Disappearing stairs are any configuration for stairs that can be used to move from one floor to another, but is not fixed in place permanently. Some designs for these types of stairs call for retracting sections that fold and can be recessed in the floor between the two levels. Other designs call for stairwells that fold to a more or less flat position against a wall.
With all types of disappearing stairs, the object is to provide easy access from one level or floor to another, without taking up the space that is commonly set aside for permanent stairs. The pull down stair design that is used for many attics is a prime example of disappearing stairs. With easy ceiling access, the stairs are pulled down, unfolded, and used to ascend to the attic area. Once the individual leaves the attic by descending the stairs, they are refolded and retracted into the ceiling once more.

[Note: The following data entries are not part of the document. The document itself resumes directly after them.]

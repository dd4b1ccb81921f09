//! Query building blocks shared by the repositories
//!
//! Criteria are a conjunction of `(field, operator)` predicates evaluated
//! against any row type implementing [`Filterable`]. Pagination follows the
//! usual 1-indexed page/per-page contract and reports the total row count.

use chrono::NaiveDate;
use serde::Serialize;
use std::cmp::Ordering;

use crate::models::Money;

/// A single column value, used for comparisons and sorting
#[derive(Debug, Clone, PartialEq, Eq, PartialOrd, Ord)]
pub enum Value {
    Id(u64),
    Int(i64),
    Text(String),
    Date(NaiveDate),
    Money(Money),
}

impl Value {
    /// Text form used by LIKE matching
    pub fn to_text(&self) -> String {
        match self {
            Value::Id(id) => id.to_string(),
            Value::Int(n) => n.to_string(),
            Value::Text(s) => s.clone(),
            Value::Date(d) => d.format("%Y-%m-%d").to_string(),
            Value::Money(m) => m.to_string(),
        }
    }
}

impl From<NaiveDate> for Value {
    fn from(date: NaiveDate) -> Self {
        Value::Date(date)
    }
}

impl From<Money> for Value {
    fn from(amount: Money) -> Self {
        Value::Money(amount)
    }
}

impl From<String> for Value {
    fn from(text: String) -> Self {
        Value::Text(text)
    }
}

impl From<&str> for Value {
    fn from(text: &str) -> Self {
        Value::Text(text.to_string())
    }
}

/// Rows that can be filtered and sorted by column
pub trait Filterable {
    type Field: Copy;

    fn field_value(&self, field: Self::Field) -> Value;
}

/// Comparison operators
#[derive(Debug, Clone, PartialEq)]
pub enum Operator {
    /// Equal to the value
    Eq(Value),
    /// SQL LIKE pattern over the text form: `%` any run, `_` one character,
    /// `\` escapes. Case-sensitive.
    Like(String),
    /// Inclusive range
    Between(Value, Value),
    /// Greater than or equal
    Gte(Value),
    /// Less than or equal
    Lte(Value),
    /// Not any of the values. An empty list matches nothing.
    NotIn(Vec<Value>),
}

impl Operator {
    fn matches(&self, value: &Value) -> bool {
        match self {
            Operator::Eq(expected) => value == expected,
            Operator::Like(pattern) => like_match(pattern, &value.to_text()),
            Operator::Between(low, high) => value >= low && value <= high,
            Operator::Gte(low) => value >= low,
            Operator::Lte(high) => value <= high,
            Operator::NotIn(values) => !values.is_empty() && !values.contains(value),
        }
    }
}

/// One predicate of a criteria conjunction
#[derive(Debug, Clone, PartialEq)]
pub struct Predicate<F> {
    pub field: F,
    pub op: Operator,
}

/// A conjunction of predicates; the empty criteria matches every row
#[derive(Debug, Clone, PartialEq)]
pub struct Criteria<F> {
    predicates: Vec<Predicate<F>>,
}

impl<F> Default for Criteria<F> {
    fn default() -> Self {
        Self {
            predicates: Vec::new(),
        }
    }
}

impl<F: Copy> Criteria<F> {
    /// Criteria matching every row
    pub fn all() -> Self {
        Self::default()
    }

    /// Add a predicate
    pub fn with(mut self, field: F, op: Operator) -> Self {
        self.predicates.push(Predicate { field, op });
        self
    }

    pub fn eq(self, field: F, value: impl Into<Value>) -> Self {
        self.with(field, Operator::Eq(value.into()))
    }

    pub fn like(self, field: F, pattern: impl Into<String>) -> Self {
        self.with(field, Operator::Like(pattern.into()))
    }

    /// Substring match; wildcard characters in `text` are taken literally
    pub fn contains(self, field: F, text: &str) -> Self {
        self.with(field, Operator::Like(format!("%{}%", escape_like(text))))
    }

    pub fn between(self, field: F, low: impl Into<Value>, high: impl Into<Value>) -> Self {
        self.with(field, Operator::Between(low.into(), high.into()))
    }

    pub fn gte(self, field: F, value: impl Into<Value>) -> Self {
        self.with(field, Operator::Gte(value.into()))
    }

    pub fn lte(self, field: F, value: impl Into<Value>) -> Self {
        self.with(field, Operator::Lte(value.into()))
    }

    pub fn not_in(self, field: F, values: Vec<Value>) -> Self {
        self.with(field, Operator::NotIn(values))
    }

    /// The predicates, in insertion order
    pub fn predicates(&self) -> &[Predicate<F>] {
        &self.predicates
    }

    /// Check a row against every predicate
    pub fn matches<R>(&self, row: &R) -> bool
    where
        R: Filterable<Field = F>,
    {
        self.predicates
            .iter()
            .all(|p| p.op.matches(&row.field_value(p.field)))
    }
}

/// Sort direction
#[derive(Debug, Clone, Copy, PartialEq, Eq)]
pub enum Direction {
    Asc,
    Desc,
}

/// Requested ordering
#[derive(Debug, Clone, Copy, PartialEq, Eq)]
pub struct Sort<F> {
    pub field: F,
    pub direction: Direction,
}

impl<F: Copy> Sort<F> {
    pub fn asc(field: F) -> Self {
        Self {
            field,
            direction: Direction::Asc,
        }
    }

    pub fn desc(field: F) -> Self {
        Self {
            field,
            direction: Direction::Desc,
        }
    }

    /// Compare two rows by this sort
    pub fn compare<R>(&self, a: &R, b: &R) -> Ordering
    where
        R: Filterable<Field = F>,
    {
        let ordering = a.field_value(self.field).cmp(&b.field_value(self.field));
        match self.direction {
            Direction::Asc => ordering,
            Direction::Desc => ordering.reverse(),
        }
    }
}

/// Page request, 1-indexed
#[derive(Debug, Clone, Copy, PartialEq, Eq)]
pub struct Pagination {
    page: usize,
    per_page: usize,
}

impl Pagination {
    /// Page 0 is read as page 1 and a page size of 0 as 1
    pub fn new(page: usize, per_page: usize) -> Self {
        Self {
            page: page.max(1),
            per_page: per_page.max(1),
        }
    }

    /// The first `per_page` rows
    pub fn first(per_page: usize) -> Self {
        Self::new(1, per_page)
    }

    pub fn page(&self) -> usize {
        self.page
    }

    pub fn per_page(&self) -> usize {
        self.per_page
    }

    /// Number of rows skipped before this page
    pub fn offset(&self) -> usize {
        (self.page - 1).saturating_mul(self.per_page)
    }

    /// Cut this page out of a fully filtered and ordered row set
    pub fn apply<T>(&self, rows: Vec<T>) -> Paginated<T> {
        let total = rows.len();
        let items = rows
            .into_iter()
            .skip(self.offset())
            .take(self.per_page)
            .collect();
        Paginated::new(items, total, *self)
    }
}

/// One page of results with the metadata a client needs to page further
#[derive(Debug, Clone, PartialEq, Eq, Serialize)]
pub struct Paginated<T> {
    pub items: Vec<T>,
    pub total: usize,
    pub per_page: usize,
    pub current_page: usize,
    pub last_page: usize,
}

impl<T> Paginated<T> {
    fn new(items: Vec<T>, total: usize, page: Pagination) -> Self {
        Self {
            items,
            total,
            per_page: page.per_page,
            current_page: page.page,
            last_page: total.div_ceil(page.per_page).max(1),
        }
    }

    /// Transform the items, keeping the page metadata
    pub fn map<U>(self, f: impl FnMut(T) -> U) -> Paginated<U> {
        Paginated {
            items: self.items.into_iter().map(f).collect(),
            total: self.total,
            per_page: self.per_page,
            current_page: self.current_page,
            last_page: self.last_page,
        }
    }

    /// True when there is a page after this one
    pub fn has_more(&self) -> bool {
        self.current_page < self.last_page
    }
}

/// Escape LIKE wildcards so `text` matches literally
pub fn escape_like(text: &str) -> String {
    let mut escaped = String::with_capacity(text.len());
    for c in text.chars() {
        if matches!(c, '%' | '_' | '\\') {
            escaped.push('\\');
        }
        escaped.push(c);
    }
    escaped
}

#[derive(Debug, Clone, Copy, PartialEq, Eq)]
enum Token {
    AnyRun,
    AnyOne,
    Literal(char),
}

fn tokenize(pattern: &str) -> Vec<Token> {
    let mut tokens = Vec::new();
    let mut chars = pattern.chars();
    while let Some(c) = chars.next() {
        tokens.push(match c {
            '%' => Token::AnyRun,
            '_' => Token::AnyOne,
            // A trailing backslash matches itself
            '\\' => Token::Literal(chars.next().unwrap_or('\\')),
            other => Token::Literal(other),
        });
    }
    tokens
}

/// SQL LIKE matching with backtracking over the last `%`
pub fn like_match(pattern: &str, text: &str) -> bool {
    let tokens = tokenize(pattern);
    let text: Vec<char> = text.chars().collect();

    let (mut t, mut p) = (0, 0);
    let mut backtrack: Option<(usize, usize)> = None;

    while t < text.len() {
        match tokens.get(p) {
            Some(Token::AnyOne) => {
                t += 1;
                p += 1;
            }
            Some(Token::Literal(c)) if *c == text[t] => {
                t += 1;
                p += 1;
            }
            Some(Token::AnyRun) => {
                backtrack = Some((p, t));
                p += 1;
            }
            _ => match backtrack {
                Some((star, consumed)) => {
                    p = star + 1;
                    t = consumed + 1;
                    backtrack = Some((star, consumed + 1));
                }
                None => return false,
            },
        }
    }

    tokens[p..].iter().all(|token| *token == Token::AnyRun)
}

An attic staircase of this design functions with the use of springs that make the retraction process easier. Considered safer than the use of an attic ladder, these attic steps take up no floor space when not in use. The diminutive size of these folding stairs makes them ideal for placement in hallways or other areas of the home where they are convenient to reach but out of the way at any other time.
The sliding stair is also a form of disappearing stairs. Using a framework that is not unlike those once commonly used with fire escapes on the outsides of buildings, sliding stairs usually slide outward and down when needed, but can be recessed into a wall or ceiling when not in active use. Stairs of this type are made of lightweight but sturdy materials, making it relatively easy for anyone to move the stairs into place when necessary.
Wall hugging stairs are another form of disappearing stairs that provide utility without taking up a lot of space. With this design, the stair steps are hinged to the wall. The supporting network for the steps is also attached to the wall and often powered with a small hydraulic motor. When activated, the supporting beams slowly swing away from the wall and lock into position.
Once the framework is in place, the steps on this type of disappearing stairs lower into position, fitting into grooves on the framework. This helps to add stability to the overall structure and also makes it less possible for an individual step to slip out of place while in use. When the stairs are not needed, they can be folded neatly against a wall, freeing up floor space.
Wood and various types of metal are used in the creation of disappearing stairs. For designs that are not completely hidden from view, there is usually some effort to make the devices appear to be some sort of art or design element in the space. Folding stairs that are structured to hug the wall often appear to be some type of wall art when not in use.